26

Can someone explain how PHP implements associative arrays? What underlying data structure does PHP use? Does PHP hash the key and store it in some kind of hash map? I am curious because I was wondering what the performance of associative arrays where when inserting and searching for keys.

Gordon
  • 312,688
  • 75
  • 539
  • 559
  • 1
    I'll leave this link for someone else to grind through, but you can view the actual C source for PHP at [http://svn.php.net/viewvc/php/php-src/](http://svn.php.net/viewvc/php/php-src/) – Kyle Hale Oct 29 '08 at 16:48

5 Answers5

8

The highest voted answer link is broken and doesn't give that much explanation.

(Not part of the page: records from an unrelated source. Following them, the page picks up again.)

//! Encoder command builder
//!
//! Turns an [`EncoderInvocation`] into ffmpeg arguments. The `-t` limit is the
//! primary termination mechanism: the encoder stops itself once the remaining
//! duration has been sent.

use tracing::debug;

use crate::config::EncoderConfig;

/// Everything the encoder needs for one run
#[derive(Debug, Clone, PartialEq, Eq)]
pub struct EncoderInvocation {
    pub input_source: String,
    pub output_url: String,
    /// Self-termination limit passed to the encoder
    pub duration_seconds: u64,
    pub loop_input: bool,
}

/// Builds ffmpeg arguments for a stream copy to an RTMP ingest
#[derive(Debug, Clone)]
pub struct EncoderCommandBuilder {
    extra_output_args: Vec<String>,
}

impl EncoderCommandBuilder {
    pub fn new(config: &EncoderConfig) -> Self {
        Self {
            extra_output_args: config.extra_output_args.clone(),
        }
    }

    pub fn build_args(&self, invocation: &EncoderInvocation) -> Vec<String> {
        debug!(
            "Building encoder command: input='{}', duration={}s, loop={}",
            invocation.input_source, invocation.duration_seconds, invocation.loop_input
        );

        let mut args = vec![
            "-hide_banner".to_string(),
            "-nostats".to_string(),
            "-loglevel".to_string(),
            "warning".to_string(),
        ];

        self.add_input_args(&mut args, invocation);
        self.add_output_args(&mut args, invocation);

        args
    }

    fn add_input_args(&self, args: &mut Vec<String>, invocation: &EncoderInvocation) {
        // Read input at native frame rate
        args.push("-re".to_string());

        if invocation.loop_input {
            args.extend(["-stream_loop".to_string(), "-1".to_string()]);
        }

        args.extend(["-i".to_string(), invocation.input_source.clone()]);
    }

    fn add_output_args(&self, args: &mut Vec<String>, invocation: &EncoderInvocation) {
        args.extend([
            "-t".to_string(),
            invocation.duration_seconds.to_string(),
            "-c".to_string(),
            "copy".to_string(),
        ]);

        args.extend(self.extra_output_args.iter().cloned());

        args.extend([
            "-f".to_string(),
            "flv".to_string(),
            invocation.output_url.clone(),
        ]);
    }
}

/// Join an ingest base URL and a stream key
pub fn ingest_url(base: &str, stream_key: &str) -> String {
    format!("{}/{}", base.trim_end_matches('/'), stream_key)
}

#[cfg(test)]
mod tests {
    use super::*;

    fn invocation(loop_input: bool) -> EncoderInvocation {
        EncoderInvocation {
            input_source: "/videos/show.mp4".to_string(),
            output_url: "rtmp://ingest/live2/abcd".to_string(),
            duration_seconds: 300,
            loop_input,
        }
    }

    fn position(args: &[String], flag: &str) -> Option<usize> {
        args.iter().position(|a| a == flag)
    }

    #[test]
    fn test_duration_limit_is_passed() {
        let builder = EncoderCommandBuilder::new(&EncoderConfig::default());
        let args = builder.build_args(&invocation(false));

        let t = position(&args, "-t").unwrap();
        assert_eq!(args[t + 1], "300");
        assert!(position(&args, "-stream_loop").is_none());
        assert_eq!(args.last().unwrap(), "rtmp://ingest/live2/abcd");
    }

    #[test]
    fn test_loop_precedes_input() {
        let builder = EncoderCommandBuilder::new(&EncoderConfig::default());
        let args = builder.build_args(&invocation(true));

        let lp = position(&args, "-stream_loop").unwrap();
        let input = position(&args, "-i").unwrap();
        assert!(lp < input);
        assert_eq!(args[lp + 1], "-1");
    }

    #[test]
    fn test_extra_output_args_before_url() {
        let config = EncoderConfig {
            extra_output_args: vec!["-flvflags".to_string(), "no_duration_filesize".to_string()],
            ..EncoderConfig::default()
        };
        let args = EncoderCommandBuilder::new(&config).build_args(&invocation(false));

        let extra = position(&args, "-flvflags").unwrap();
        assert!(extra < position(&args, "-f").unwrap());
    }

    #[test]
    fn test_ingest_url_join() {
        assert_eq!(ingest_url("rtmp://a/live2/", "key"), "rtmp://a/live2/key");
        assert_eq!(ingest_url("rtmp://a/live2", "key"), "rtmp://a/live2/key");
    }
}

PHP is written in C and the underlying structure is just a C array. C arrays are just chunks of memory. The indexes in C arrays must be continuous, you can't have an index 0 and an index 1000 that comes after it. To make associative array keys work, before they are added to the C array, they are converted to proper C indices via a hash function.

For a full explanation, I found this link to be much more informative.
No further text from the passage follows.